И шаг за шагом это чувство наполняло нас. Разноцветные ромбики, нашитые на одежду, тысячи судеб, надпись маркером на одной из плит: «Евреи и цыгане ведь такие же люди, как мы», пытки, казни, опыты… Лес, пропитанный немецкой культурой, где Гёте писал, где он гулял, дуб Гёте, который хранил надежду в сердцах пленников, буковый лес — тот самый, что дал название концлагерю, потому что предыдущее слишком напоминало о Гёте…
Кто такой все-таки фашист? Немец? Или ставший полицаем русский? Есть ли у фашиста национальность? Есть ли у него лицо? Жалко ли тех гитлеровцев, которые кончали жизнь самоубийством, потому что больше не могли так жить? Или не жаль, потому что что-то они все же успели натворить? Отличаемся ли мы от фашистов сейчас, когда делим друг друга на национальности, когда осталось презрительное слово «жид» и все еще живет недоверие к цыганам?
Мой дед прошел войну. Но от него у меня не осталось ничего, ни одной из многочисленных наград. Их все растерял папа.
«Дедушка говорил, что все эти награды — простые побрякушки, а жизни никому не вернуть», — рассказывал он. Только эти слова остались у меня от воевавшего и отличившегося дедушки. И ни толики ненависти. Я обрела эту ненависть сама, собрала по крупицам, слепила из нее меч и готова была рубить. Но в итоге не нашла кого…
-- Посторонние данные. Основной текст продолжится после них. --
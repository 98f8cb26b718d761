//! Record model and cache row shapes

use serde::{Deserialize, Serialize};

/// Current Unix timestamp in milliseconds.
pub fn now_ms() -> i64 {
    chrono::Utc::now().timestamp_millis()
}

/// A reference to a named entity (group or user)
#[derive(Debug, Clone, PartialEq, Eq, Serialize, Deserialize)]
pub struct IdName {
    pub id: i64,
    pub name: String,
}

/// A note record in its canonical in-memory shape
///
/// Negative ids denote a client-created draft the remote authority has not
/// acknowledged yet; non-negative ids are remote-assigned.
#[derive(Debug, Clone, PartialEq, Eq, Serialize, Deserialize)]
pub struct Record {
    /// Record identifier (negative for unacknowledged drafts)
    pub id: i64,
    /// Full body: title and content folded into one string, no carriage returns
    pub text: String,
    /// Containing collection, if any
    #[serde(default, skip_serializing_if = "Option::is_none")]
    pub group: Option<IdName>,
    /// Owning user, if known
    #[serde(default, skip_serializing_if = "Option::is_none")]
    pub owner: Option<IdName>,
    /// When this exact local content was produced (Unix ms); absent for
    /// content never modified after a remote fetch
    #[serde(default, skip_serializing_if = "Option::is_none")]
    pub timestamp: Option<i64>,
    /// True when the current viewer is not the owner
    #[serde(default)]
    pub readonly: bool,
}

impl Record {
    /// Create a new local draft with a temporary negative id.
    ///
    /// The id is minted from the current time so concurrent drafts on one
    /// client do not collide.
    pub fn draft(text: impl Into<String>, group: Option<IdName>) -> Self {
        let now = now_ms();
        Self {
            id: -now,
            text: text.into(),
            group,
            owner: None,
            timestamp: Some(now),
            readonly: false,
        }
    }

    /// True when this record was created locally and never acknowledged by
    /// the remote authority.
    pub const fn is_draft(&self) -> bool {
        self.id < 0
    }
}

/// Local-store row pairing a record's edit state with its last-known-synced
/// server state
#[derive(Debug, Clone, PartialEq, Eq, Serialize, Deserialize)]
pub struct CacheEntry {
    pub id: i64,
    /// Current local edit state
    pub local: Record,
    /// Last server state this client confirmed; `None` until the record has
    /// round-tripped through the remote authority
    #[serde(default, skip_serializing_if = "Option::is_none")]
    pub server: Option<Record>,
}

impl CacheEntry {
    /// Build a fresh entry for a record with no prior cache row.
    ///
    /// Drafts get no server snapshot; records with a remote-assigned id are
    /// assumed to mirror the server copy they came from.
    pub fn from_record(record: Record) -> Self {
        if record.id < 0 {
            Self {
                id: record.id,
                local: record,
                server: None,
            }
        } else {
            Self {
                id: record.id,
                server: Some(record.clone()),
                local: record,
            }
        }
    }

    /// Build an entry whose local and server states are the same record,
    /// as after a successful round-trip through the remote authority.
    pub fn synced(record: Record) -> Self {
        Self {
            id: record.id,
            server: Some(record.clone()),
            local: record,
        }
    }

    /// The unsaved predicate: no confirmed server snapshot, or a local edit
    /// strictly newer than it.
    ///
    /// An absent timestamp on either side never compares greater, so an
    /// entry whose snapshot has no timestamp is not unsaved on that basis
    /// alone.
    pub fn is_unsaved(&self) -> bool {
        match &self.server {
            None => true,
            Some(server) => match (self.local.timestamp, server.timestamp) {
                (Some(local), Some(confirmed)) => local > confirmed,
                _ => false,
            },
        }
    }
}

/// Per-record access time, used only for recency ordering in listings
#[derive(Debug, Clone, Copy, PartialEq, Eq, Serialize, Deserialize)]
pub struct AccessEntry {
    pub id: i64,
    /// Last read or write (Unix ms)
    pub last_access: i64,
}
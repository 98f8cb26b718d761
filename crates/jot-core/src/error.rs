//! Error types for jot-core

use thiserror::Error;

/// Result type alias using jot-core's Error
pub type Result<T> = std::result::Result<T, Error>;

/// Errors that can occur in jot-core operations
#[derive(Error, Debug)]
pub enum Error {
    /// Local cache unavailable or corrupt
    #[error("Storage error: {0}")]
    Storage(String),

    /// libSQL error
    #[error("libSQL error: {0}")]
    LibSql(#[from] libsql::Error),

    /// Serialization error
    #[error("Serialization error: {0}")]
    Serialization(#[from] serde_json::Error),

    /// Transient network failure; retry policy belongs to the caller
    #[error("Network error: {0}")]
    Network(#[from] reqwest::Error),

    /// Remote rejected our credentials; caller must re-authenticate
    #[error("Not authenticated with the remote server")]
    Unauthenticated,

    /// Remote API returned an unexpected response
    #[error("Remote API error: {0}")]
    Api(String),

    /// Invalid input
    #[error("Invalid input: {0}")]
    InvalidInput(String),
}
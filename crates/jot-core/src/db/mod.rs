//! Local cache persistence for Jot

mod cache_store;
mod connection;
mod migrations;

pub use cache_store::CacheStore;
pub use connection::Database;
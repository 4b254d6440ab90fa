//! Criterion benchmarks for telemetry parsing.
//!
//! A full poll parses one dump per interval, so this is far from a bottleneck
//! at stock entity counts; the larger board sizes show how block walking
//! scales with descending-id attribution.
//!
//! Run with: cargo bench --bench telemetry_parse

use criterion::{black_box, criterion_group, criterion_main, BenchmarkId, Criterion, Throughput};
use lfdi_tcb::tcb::{parse_dump, EntityCounts, EntityRegistry};

fn board(controllers: usize, compensators: usize) -> EntityCounts {
    EntityCounts {
        controllers,
        compensators,
        ..EntityCounts::default()
    }
}

fn parse_full_dump(c: &mut Criterion) {
    let mut group = c.benchmark_group("parse_dump");

    for (name, counts) in [
        ("stock", EntityCounts::default()),
        ("12_compensators", board(3, 12)),
        ("64_compensators", board(16, 64)),
    ] {
        let dump = EntityRegistry::new(counts).dump();
        group.throughput(Throughput::Bytes(dump.len() as u64));
        group.bench_with_input(BenchmarkId::from_parameter(name), &dump, |b, dump| {
            let mut registry = EntityRegistry::new(counts);
            b.iter(|| parse_dump(black_box(dump), &mut registry));
        });
    }

    group.finish();
}

fn render_snapshot(c: &mut Criterion) {
    let registry = EntityRegistry::new(EntityCounts::default());
    c.bench_function("registry_rows", |b| b.iter(|| black_box(&registry).rows()));
}

criterion_group!(benches, parse_full_dump, render_snapshot);
criterion_main!(benches);
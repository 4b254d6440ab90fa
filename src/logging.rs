//! Tracing Infrastructure
//!
//! Structured logging for the driver and CLI, built on `tracing` and
//! `tracing-subscriber`:
//! - Multiple output formats (pretty, compact, JSON)
//! - `RUST_LOG` overrides the configured level
//! - Output goes to stderr so stdout stays clean for TSV snapshots
//!
//! # Example
//! ```no_run
//! use lfdi_tcb::{config::TcbConfig, logging};
//! use tracing::info;
//!
//! # fn main() -> Result<(), Box<dyn std::error::Error>> {
//! let config = TcbConfig::load()?;
//! logging::init_from_config(&config)?;
//! info!(port = %config.serial.port, "Connecting");
//! # Ok(())
//! # }
//! ```

use crate::config::TcbConfig;
use crate::error::{AppResult, TcbError};
use tracing::Level;
use tracing_subscriber::{
    fmt::{self, format::FmtSpan},
    layer::SubscriberExt,
    util::SubscriberInitExt,
    EnvFilter, Layer,
};

/// Output format for tracing
#[derive(Debug, Clone, Copy, PartialEq, Eq)]
pub enum OutputFormat {
    /// Pretty-printed format with colors (for development)
    Pretty,
    /// Compact single-line format without colors
    Compact,
    /// JSON format for structured logging
    Json,
}

impl std::str::FromStr for OutputFormat {
    type Err = TcbError;

    fn from_str(s: &str) -> Result<Self, Self::Err> {
        match s.to_lowercase().as_str() {
            "pretty" => Ok(OutputFormat::Pretty),
            "compact" => Ok(OutputFormat::Compact),
            "json" => Ok(OutputFormat::Json),
            _ => Err(TcbError::Configuration(format!(
                "Invalid log format '{}'. Must be one of: pretty, compact, json",
                s
            ))),
        }
    }
}

/// Tracing configuration options
#[derive(Debug, Clone)]
pub struct TracingConfig {
    /// Log level (trace, debug, info, warn, error)
    pub level: Level,
    /// Output format
    pub format: OutputFormat,
    /// Whether to include span events (NEW, CLOSE)
    pub with_span_events: bool,
    /// Whether to include file and line numbers
    pub with_file_and_line: bool,
    /// Whether to enable ANSI colors (only for Pretty format)
    pub with_ansi: bool,
}

impl Default for TracingConfig {
    fn default() -> Self {
        Self {
            level: Level::INFO,
            format: OutputFormat::Pretty,
            with_span_events: false,
            with_file_and_line: false,
            with_ansi: true,
        }
    }
}

impl TracingConfig {
    /// Create tracing config from the `[logging]` section
    pub fn from_config(config: &TcbConfig) -> AppResult<Self> {
        Ok(Self::new(parse_log_level(&config.logging.level)?)
            .with_format(config.logging.format.parse()?))
    }

    /// Default settings at the given level
    pub fn new(level: Level) -> Self {
        Self {
            level,
            ..Default::default()
        }
    }

    /// Set output format
    pub fn with_format(mut self, format: OutputFormat) -> Self {
        self.format = format;
        self
    }

    /// Enable or disable span events
    pub fn with_span_events(mut self, enabled: bool) -> Self {
        self.with_span_events = enabled;
        self
    }

    /// Enable or disable ANSI colors
    pub fn with_ansi(mut self, enabled: bool) -> Self {
        self.with_ansi = enabled;
        self
    }
}

/// Initialize tracing from the loaded configuration
pub fn init_from_config(config: &TcbConfig) -> AppResult<()> {
    init(TracingConfig::from_config(config)?)
}

/// Initialize tracing with custom configuration
///
/// Idempotent: if a global subscriber is already installed this returns
/// `Ok(())`, so tests and embedding applications can call it freely.
pub fn init(config: TracingConfig) -> AppResult<()> {
    let env_filter = EnvFilter::try_from_default_env()
        .unwrap_or_else(|_| EnvFilter::new(config.level.as_str().to_lowercase()));

    let span_events = if config.with_span_events {
        FmtSpan::NEW | FmtSpan::CLOSE
    } else {
        FmtSpan::NONE
    };

    let base = fmt::layer()
        .with_writer(std::io::stderr)
        .with_span_events(span_events)
        .with_file(config.with_file_and_line)
        .with_line_number(config.with_file_and_line);

    let layer = match config.format {
        OutputFormat::Pretty => base
            .pretty()
            .with_ansi(config.with_ansi)
            .with_filter(env_filter)
            .boxed(),
        OutputFormat::Compact => base
            .compact()
            .with_ansi(false)
            .with_filter(env_filter)
            .boxed(),
        OutputFormat::Json => base.json().with_filter(env_filter).boxed(),
    };

    tracing_subscriber::registry()
        .with(layer)
        .try_init()
        .or_else(|e| {
            // A second init is expected in tests and when embedded.
            if e.to_string().contains("a global default trace dispatcher has already been set") {
                Ok(())
            } else {
                Err(TcbError::Configuration(format!(
                    "Failed to initialize tracing: {}",
                    e
                )))
            }
        })
}

/// Parse log level string into tracing Level
pub fn parse_log_level(level: &str) -> AppResult<Level> {
    match level.to_lowercase().as_str() {
        "trace" => Ok(Level::TRACE),
        "debug" => Ok(Level::DEBUG),
        "info" => Ok(Level::INFO),
        "warn" => Ok(Level::WARN),
        "error" => Ok(Level::ERROR),
        _ => Err(TcbError::Configuration(format!(
            "Invalid log level '{}'. Must be one of: trace, debug, info, warn, error",
            level
        ))),
    }
}

#[cfg(test)]
mod tests {
    use super::*;

    #[test]
    fn test_parse_log_level() {
        assert!(matches!(parse_log_level("trace"), Ok(Level::TRACE)));
        assert!(matches!(parse_log_level("debug"), Ok(Level::DEBUG)));
        assert!(matches!(parse_log_level("warn"), Ok(Level::WARN)));

        // Case insensitive
        assert!(matches!(parse_log_level("INFO"), Ok(Level::INFO)));

        assert!(parse_log_level("invalid").is_err());
    }

    #[test]
    fn test_tracing_config_from_config() {
        let mut config = TcbConfig::default();
        config.logging.level = "debug".to_string();
        config.logging.format = "json".to_string();

        let tracing_config = TracingConfig::from_config(&config).unwrap();
        assert_eq!(tracing_config.level, Level::DEBUG);
        assert_eq!(tracing_config.format, OutputFormat::Json);

        config.logging.format = "yaml".to_string();
        assert!(TracingConfig::from_config(&config).is_err());
    }

    #[test]
    fn test_tracing_config_builder() {
        let config = TracingConfig::new(Level::WARN)
            .with_format(OutputFormat::Compact)
            .with_span_events(true)
            .with_ansi(false);

        assert_eq!(config.level, Level::WARN);
        assert_eq!(config.format, OutputFormat::Compact);
        assert!(config.with_span_events);
        assert!(!config.with_ansi);
    }

    #[test]
    fn test_init_is_idempotent() {
        assert!(init(TracingConfig::new(Level::ERROR)).is_ok());
        assert!(init(TracingConfig::new(Level::ERROR)).is_ok());
    }

    #[test]
    fn test_config_format_with_command_line_overrides() {
        let mut config = TcbConfig::default();
        config.logging.level = "debug".to_string();
        config.logging.format = "json".to_string();

        let tracing = TracingConfig::from_config(&config)
            .unwrap()
            .with_ansi(false)
            .with_span_events(true);

        assert_eq!(tracing.level, Level::DEBUG);
        assert_eq!(tracing.format, OutputFormat::Json);
        assert!(!tracing.with_ansi);
        assert!(tracing.with_span_events);
    }
}
// =============================================================================
// Compensator
// =============================================================================

/// A liquid-crystal driver channel.
#[derive(Debug, Clone, PartialEq)]
pub struct Compensator {
    /// 1-based unit number
    pub id: usize,
    /// Peak-to-peak drive voltage.
    pub voltage: Reading,
    /// Tuning wavelength in nm
    pub wavelength: Reading,
    /// Latest sensor reading in °C
    pub temperature: Reading,
    /// Rolling-average temperature
    pub average: Reading,
    /// Auto-compensation active
    pub auto: bool,
    /// Auto-compensation tracks the rolling average instead of the latest reading
    pub use_average: bool,
    /// I2C address of the temperature sensor
    pub sensor_address: Reading,
    /// Whether the unit is switched on
    pub enabled: bool,
    /// Sensor model as reported by the board
    pub sensor: String,
}

impl Compensator {
    /// Zeroed unit with the given 1-based number.
    pub fn new(id: usize) -> Self {
        Self {
            id,
            voltage: Reading::default(),
            wavelength: Reading::default(),
            temperature: Reading::default(),
            average: Reading::default(),
            auto: false,
            use_average: false,
            sensor_address: Reading::default(),
            enabled: false,
            sensor: "0".to_string(),
        }
    }
}

impl TelemetryRow for Compensator {
    const KIND: EntityKind = EntityKind::Compensator;

    fn id(&self) -> usize {
        self.id
    }

    fn update(&mut self, row: &mut RowFields<'_>) {
        if let Some(v) = row.reading(1, "Peak2Peak") {
            self.voltage = v;
        }
        if let Some(v) = row.reading(2, "Wave") {
            self.wavelength = v;
        }
        if let Some(v) = row.reading_with_unit(3, "Temp", "C") {
            self.temperature = v;
        }
        if let Some(v) = row.reading_with_unit(4, "Avg", "C") {
            self.average = v;
        }
        if let Some(v) = row.flag(5, "Auto") {
            self.auto = v;
        }
        if let Some(v) = row.flag(6, "UseAverage") {
            self.use_average = v;
        }
        if let Some(v) = row.reading(7, "i2c") {
            self.sensor_address = v;
        }
        if let Some(v) = row.flag(8, "enabled") {
            self.enabled = v;
        }
        if let Some(v) = row.text(9) {
            self.sensor = v;
        }
    }

    fn row(&self) -> String {
        format!(
            "{}{}\t{}\t{}\t{}\t{}\t{}\t{}\t{}\t{}\t{}",
            Self::KIND.row_prefix(),
            self.id,
            self.voltage,
            self.wavelength,
            self.temperature,
            self.average,
            self.auto,
            self.use_average,
            self.sensor_address,
            self.enabled,
            self.sensor
        )
    }
}

// =============================================================================
// GPIO / Bipolar (read-only)
// =============================================================================

/// A general-purpose output line.
#[derive(Debug, Clone, PartialEq)]
pub struct Gpio {
    /// 1-based unit number
    pub id: usize,
    /// Output level
    pub state: bool,
}

impl Gpio {
    /// Zeroed unit with the given 1-based number.
    pub fn new(id: usize) -> Self {
        Self { id, state: false }
    }
}

impl TelemetryRow for Gpio {
    const KIND: EntityKind = EntityKind::Gpio;

    fn id(&self) -> usize {
        self.id
    }

    fn update(&mut self, row: &mut RowFields<'_>) {
        if let Some(v) = row.flag(1, "Enabled") {
            self.state = v;
        }
    }

    fn row(&self) -> String {
        format!("{}{}\t{}", Self::KIND.row_prefix(), self.id, self.state)
    }
}

/// A bipolar pulse output.
#[derive(Debug, Clone, PartialEq)]
pub struct Bipolar {
    /// 1-based unit number
    pub id: usize,
    /// Loop or pulse frequency
    pub frequency: Reading,
    /// Pulses per burst
    pub pulses: Reading,
    /// Peak-to-peak voltage
    pub voltage: Reading,
    /// Whether the unit is switched on
    pub enabled: bool,
}

impl Bipolar {
    /// Zeroed unit with the given 1-based number.
    pub fn new(id: usize) -> Self {
        Self {
            id,
            frequency: Reading::default(),
            pulses: Reading::default(),
            voltage: Reading::default(),
            enabled: false,
        }
    }
}

impl TelemetryRow for Bipolar {
    const KIND: EntityKind = EntityKind::Bipolar;

    fn id(&self) -> usize {
        self.id
    }

    fn update(&mut self, row: &mut RowFields<'_>) {
        if let Some(v) = row.reading(1, "frequency") {
            self.frequency = v;
        }
        if let Some(v) = row.reading(2, "pulses") {
            self.pulses = v;
        }
        if let Some(v) = row.reading(3, "Peak2Peak") {
            self.voltage = v;
        }
        if let Some(v) = row.flag(4, "Enabled") {
            self.enabled = v;
        }
    }

    fn row(&self) -> String {
        format!(
            "{}{}\t{}\t{}\t{}\t{}",
            Self::KIND.row_prefix(),
            self.id,
            self.frequency,
            self.pulses,
            self.voltage,
            self.enabled
        )
    }
}

// =============================================================================
// Registry
// =============================================================================

/// How many of each entity the board carries. Fixed for a session.
#[derive(Debug, Clone, Copy, PartialEq, Eq, Serialize, Deserialize)]
#[serde(default)]
pub struct EntityCounts {
    /// Number of Controllers
    pub controllers: usize,
    /// Number of Compensators
    pub compensators: usize,
    /// Number of GPIOs
    pub gpios: usize,
    /// Number of Bipolar outputs
    pub bipolars: usize,
}
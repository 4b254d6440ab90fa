//! Error types for the TCB driver.
//!
//! `TcbError` is the single error type that crosses the public API. Using the
//! `thiserror` crate it covers configuration problems, caller mistakes and the
//! one unrecoverable transport condition: a reconnect that itself fails.
//!
//! ## Error Hierarchy
//!
//! - **`Config`**: Wraps errors from `figment` while loading the TOML file or
//!   environment overrides.
//! - **`Configuration`**: Semantic errors in a configuration that parsed fine
//!   (zero baud rate, unknown log level, ...). Caught by `TcbConfig::validate`.
//! - **`Io`** / **`Serial`**: Raw transport faults. Inside the driver these are
//!   absorbed by the retry coordinator and turned into a reconnect.
//! - **`ConnectionFault`**: Reconnecting the transport failed. No further
//!   progress is possible, so this one is propagated.
//! - **`InvalidContext`** / **`UnitOutOfRange`**: Caller errors, rejected before
//!   anything is written to the board.
//!
//! The recoverable conditions of the protocol (a desynced response, an
//! unparseable dump, a single bad field) are *not* `TcbError` variants. They are
//! the plain error structs at the bottom of this module, which the driver logs
//! and reports through outcome values while carrying on.

use crate::tcb::entities::EntityKind;
use thiserror::Error;

/// Convenience alias for results using the driver error type.
pub type AppResult<T> = std::result::Result<T, TcbError>;

/// Errors the driver returns to callers.
#[derive(Error, Debug)]
pub enum TcbError {
    /// Configuration file or environment could not be loaded
    #[error("Configuration error: {0}")]
    Config(#[from] Box<figment::Error>),

    /// Configuration loaded but holds invalid values
    #[error("Configuration validation error: {0}")]
    Configuration(String),

    /// Transport-level I/O failure
    #[error("I/O error: {0}")]
    Io(#[from] std::io::Error),

    /// Serial port could not be opened or configured
    #[cfg(feature = "instrument_serial")]
    #[error("Serial port error: {0}")]
    Serial(#[from] serialport::Error),

    /// The link failed and reconnecting did not help. Terminal for the session
    #[error("Connection to '{port}' lost and could not be re-established: {message}")]
    ConnectionFault {
        /// Transport description, e.g. the port name
        port: String,
        /// Why the reconnect failed
        message: String,
    },

    /// Operation on a transport that is not open (or a closed session)
    #[error("Serial port not connected")]
    SerialPortNotConnected,

    /// Serial I/O requested in a build without `instrument_serial`
    #[error("Serial support not enabled. Rebuild with --features instrument_serial")]
    SerialFeatureDisabled,

    /// Menu name that is not `main`, `controller` or `compensator`
    #[error("Context '{0}' is not valid (expected main, controller or compensator)")]
    InvalidContext(String),

    /// Unit number outside 1..=count for its kind
    #[error("{kind} {unit} does not exist (board has {count}, numbered from 1)")]
    UnitOutOfRange {
        /// Kind of entity addressed
        kind: EntityKind,
        /// Unit number requested
        unit: usize,
        /// Units of that kind on the board
        count: usize,
    },
}

impl From<figment::Error> for TcbError {
    fn from(value: figment::Error) -> Self {
        TcbError::Config(Box::new(value))
    }
}

impl TcbError {
    /// Whether the session can keep going after this error.
    ///
    /// Only a lost connection is terminal; everything else is a rejected call.
    pub fn is_recoverable(&self) -> bool {
        !matches!(self, TcbError::ConnectionFault { .. })
    }
}

// =============================================================================
// Recoverable protocol conditions
// =============================================================================

/// A response did not contain the substring its command promises.
#[derive(Error, Debug, Clone, PartialEq, Eq)]
#[error("Expected response '{expected}' to '{command}', got '{response}'")]
pub struct DesyncError {
    /// Token that was sent
    pub command: String,
    /// Substring the reply should have contained
    pub expected: String,
    /// Reply actually received
    pub response: String,
}

/// A telemetry dump could not be attributed to the registry.
#[derive(Error, Debug, Clone, PartialEq, Eq)]
pub enum ParseError {
    /// A block header is absent from the dump
    #[error("possible desync: {0} header not found in telemetry dump")]
    MissingHeader(EntityKind),

    /// Two block headers were found on the same line
    #[error("possible desync: {first} and {second} headers share one line")]
    SharedHeaderLine {
        /// Kind whose header comes first in registry order
        first: EntityKind,
        /// Kind whose header shares the line
        second: EntityKind,
    },

    /// A row names a unit the registry does not have
    #[error("no {kind} matches row token '{token}'")]
    UnknownEntity {
        /// Block the row was found in
        kind: EntityKind,
        /// Leading field of the row
        token: String,
    },
}

/// A single telemetry field was not numeric; its raw text was kept.
#[derive(Error, Debug, Clone, PartialEq, Eq)]
#[error("field '{field}' is not numeric: '{raw}'")]
pub struct FieldConversionError {
    /// Column name
    pub field: &'static str,
    /// Text as received
    pub raw: String,
}

#[cfg(test)]
mod tests {
    use super::*;

    #[test]
    fn connection_fault_is_terminal() {
        let err = TcbError::ConnectionFault {
            port: "/dev/ttyUSB0".into(),
            message: "No such file or directory".into(),
        };
        assert!(!err.is_recoverable());
        assert!(err.to_string().contains("/dev/ttyUSB0"));
    }

    #[test]
    fn unit_out_of_range_is_recoverable() {
        let err = TcbError::UnitOutOfRange {
            kind: EntityKind::Compensator,
            unit: 7,
            count: 6,
        };
        assert!(err.is_recoverable());
        assert_eq!(
            err.to_string(),
            "Compensator 7 does not exist (board has 6, numbered from 1)"
        );
    }

    #[test]
    fn desync_message_names_both_sides() {
        let err = DesyncError {
            command: "t25".into(),
            expected: "Target temperature set to".into(),
            response: "Unknown command".into(),
        };
        let msg = err.to_string();
        assert!(msg.contains("t25"));
        assert!(msg.contains("Unknown command"));
    }
}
Я шла к автобусу и думала. Запуталась в мыслях. Их было много, слишком много. Но одна мысль жирной полосой проходила через всё: Германия больше мне не враг. Настрадавшаяся, не всеми понятая, с постоянным чувством вины… Германия — мой друг, которого я уже люблю, которому я все простила…
10
Каждому свое (нем.).
11
«Конюшня» — бывшее здание конюшни, в котором заключенных убивали через щель в стене во время измерения роста.